(WHAT THE TASK REQUIRES)
In the data below, locate each line with the word "ProductId" and list it.

Stored data entries:

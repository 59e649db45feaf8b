//! Shopping cart state.
//!
//! The cart is an ordered list of line items (first-added order), each a
//! product snapshot plus a quantity. Every mutation is written through to
//! the store under `<site>Cart`.
//!
//! # Invariants
//!
//! - No two lines share a product id
//! - Every line's quantity is at least 1
//!
//! Operations on ids that are not in the cart are silently ignored.

use std::collections::HashSet;

use rust_decimal::Decimal;
use serde::{Deserialize, Serialize};
use tracing::{debug, warn};

use markethub_core::{Price, ProductId, price::round_currency};

use crate::models::Product;
use crate::store::{self, Namespace, SharedStore, Slot, StoreError};

/// A line item: a product snapshot and how many of it.
#[derive(Debug, Clone, PartialEq, Serialize, Deserialize)]
pub struct CartLine {
    #[serde(flatten)]
    pub product: Product,
    pub quantity: u32,
}

impl CartLine {
    /// Unit price times quantity, unrounded.
    #[must_use]
    pub fn line_total(&self) -> Decimal {
        self.product.unit_price().times(self.quantity).amount
    }
}

/// Outcome of [`Cart::update_quantity`].
#[derive(Debug, Clone, Copy, PartialEq, Eq)]
pub enum LineChange {
    /// The line now holds `quantity` units.
    Updated { quantity: u32 },
    /// The quantity dropped to zero or below and the line was removed.
    Removed,
    /// No line exists for the product.
    Missing,
}

/// The cart manager.
pub struct Cart {
    lines: Vec<CartLine>,
    store: SharedStore,
    key: String,
}

impl std::fmt::Debug for Cart {
    fn fmt(&self, f: &mut std::fmt::Formatter<'_>) -> std::fmt::Result {
        f.debug_struct("Cart")
            .field("key", &self.key)
            .field("lines", &self.lines)
            .finish_non_exhaustive()
    }
}

impl Cart {
    /// Create an empty cart without reading the store.
    #[must_use]
    pub fn new(store: SharedStore, namespace: &Namespace) -> Self {
        Self {
            lines: Vec::new(),
            store,
            key: namespace.key(Slot::Cart),
        }
    }

    /// Load the persisted cart.
    ///
    /// # Errors
    ///
    /// Returns `StoreError::Corrupt` if the stored lines do not match the
    /// cart schema or break its invariants, or any backend error.
    pub fn load(store: SharedStore, namespace: &Namespace) -> Result<Self, StoreError> {
        let mut cart = Self::new(store, namespace);
        let lines: Vec<CartLine> =
            store::load_json(cart.store.as_ref(), &cart.key)?.unwrap_or_default();
        validate_lines(&cart.key, &lines)?;
        cart.lines = lines;
        debug!(key = %cart.key, lines = cart.lines.len(), "Loaded cart");
        Ok(cart)
    }

    /// Load the persisted cart, starting empty if it cannot be read.
    ///
    /// Corrupt state is also deleted from the store.
    #[must_use]
    pub fn load_or_reset(store: SharedStore, namespace: &Namespace) -> Self {
        match Self::load(store.clone(), namespace) {
            Ok(cart) => cart,
            Err(e) => {
                let cart = Self::new(store, namespace);
                warn!(key = %cart.key, error = %e, "Discarding unreadable cart");
                if e.is_corrupt() {
                    store::forget(cart.store.as_ref(), &cart.key);
                }
                cart
            }
        }
    }

    /// Add one unit of `product`.
    ///
    /// Increments the existing line, or appends a snapshot of the product
    /// with quantity 1. Returns the cart's total item count afterwards.
    pub fn add(&mut self, product: &Product) -> u64 {
        if let Some(line) = self.line_mut(product.id) {
            line.quantity = line.quantity.saturating_add(1);
        } else {
            self.lines.push(CartLine {
                product: product.clone(),
                quantity: 1,
            });
        }
        debug!(product_id = %product.id, "Added to cart");
        self.save();
        self.item_count()
    }

    /// Change a line's quantity by `delta`.
    ///
    /// A resulting quantity of zero or less removes the line.
    pub fn update_quantity(&mut self, product_id: ProductId, delta: i64) -> LineChange {
        let Some(index) = self.position(product_id) else {
            debug!(%product_id, "Quantity update for product not in cart");
            return LineChange::Missing;
        };

        let current = self.lines.get(index).map_or(0, |line| line.quantity);
        let next = i64::from(current).saturating_add(delta);
        if next <= 0 {
            self.lines.remove(index);
            debug!(%product_id, "Removed line after quantity update");
            self.save();
            return LineChange::Removed;
        }

        let quantity = u32::try_from(next).unwrap_or(u32::MAX);
        if let Some(line) = self.lines.get_mut(index) {
            line.quantity = quantity;
        }
        if quantity != current {
            self.save();
        }
        LineChange::Updated { quantity }
    }

    /// Remove a line. Returns whether a line was removed.
    ///
    /// Removing a product that is not in the cart is a no-op.
    pub fn remove(&mut self, product_id: ProductId) -> bool {
        let before = self.lines.len();
        self.lines.retain(|line| line.product.id != product_id);
        let removed = self.lines.len() != before;
        if removed {
            debug!(%product_id, "Removed from cart");
            self.save();
        }
        removed
    }

    /// Empty the cart.
    pub fn clear(&mut self) {
        self.lines.clear();
        self.save();
    }

    /// Sum of price times quantity, rounded to cents.
    #[must_use]
    pub fn total(&self) -> Decimal {
        round_currency(self.lines.iter().map(CartLine::line_total).sum())
    }

    /// Total as a displayable price.
    #[must_use]
    pub fn total_price(&self) -> Price {
        Price::usd(self.total())
    }

    /// Sum of quantities.
    #[must_use]
    pub fn item_count(&self) -> u64 {
        self.lines.iter().map(|line| u64::from(line.quantity)).sum()
    }

    /// Lines in first-added order.
    #[must_use]
    pub fn lines(&self) -> &[CartLine] {
        &self.lines
    }

    /// The line for a product, if present.
    #[must_use]
    pub fn get(&self, product_id: ProductId) -> Option<&CartLine> {
        self.lines.iter().find(|line| line.product.id == product_id)
    }

    #[must_use]
    pub fn contains(&self, product_id: ProductId) -> bool {
        self.get(product_id).is_some()
    }

    #[must_use]
    pub fn is_empty(&self) -> bool {
        self.lines.is_empty()
    }

    fn position(&self, product_id: ProductId) -> Option<usize> {
        self.lines
            .iter()
            .position(|line| line.product.id == product_id)
    }

    fn line_mut(&mut self, product_id: ProductId) -> Option<&mut CartLine> {
        self.lines
            .iter_mut()
            .find(|line| line.product.id == product_id)
    }

    fn save(&self) {
        store::persist(self.store.as_ref(), &self.key, &self.lines);
    }
}

fn validate_lines(key: &str, lines: &[CartLine]) -> Result<(), StoreError> {
    let mut seen = HashSet::with_capacity(lines.len());
    for line in lines {
        if line.quantity == 0 {
            return Err(StoreError::corrupt(
                key,
                format!("product {} has quantity 0", line.product.id),
            ));
        }
        if !seen.insert(line.product.id) {
            return Err(StoreError::corrupt(
                key,
                format!("product {} appears more than once", line.product.id),
            ));
        }
        line.product
            .validate()
            .map_err(|reason| StoreError::corrupt(key, reason))?;
    }
    Ok(())
}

(OUTPUT OF THE TASK)
use markethub_core::{Price, ProductId, price::round_currency};
    pub fn update_quantity(&mut self, product_id: ProductId, delta: i64) -> LineChange {
    pub fn remove(&mut self, product_id: ProductId) -> bool {
    pub fn get(&self, product_id: ProductId) -> Option<&CartLine> {
    pub fn contains(&self, product_id: ProductId) -> bool {
    fn position(&self, product_id: ProductId) -> Option<usize> {
    fn line_mut(&mut self, product_id: ProductId) -> Option<&mut CartLine> {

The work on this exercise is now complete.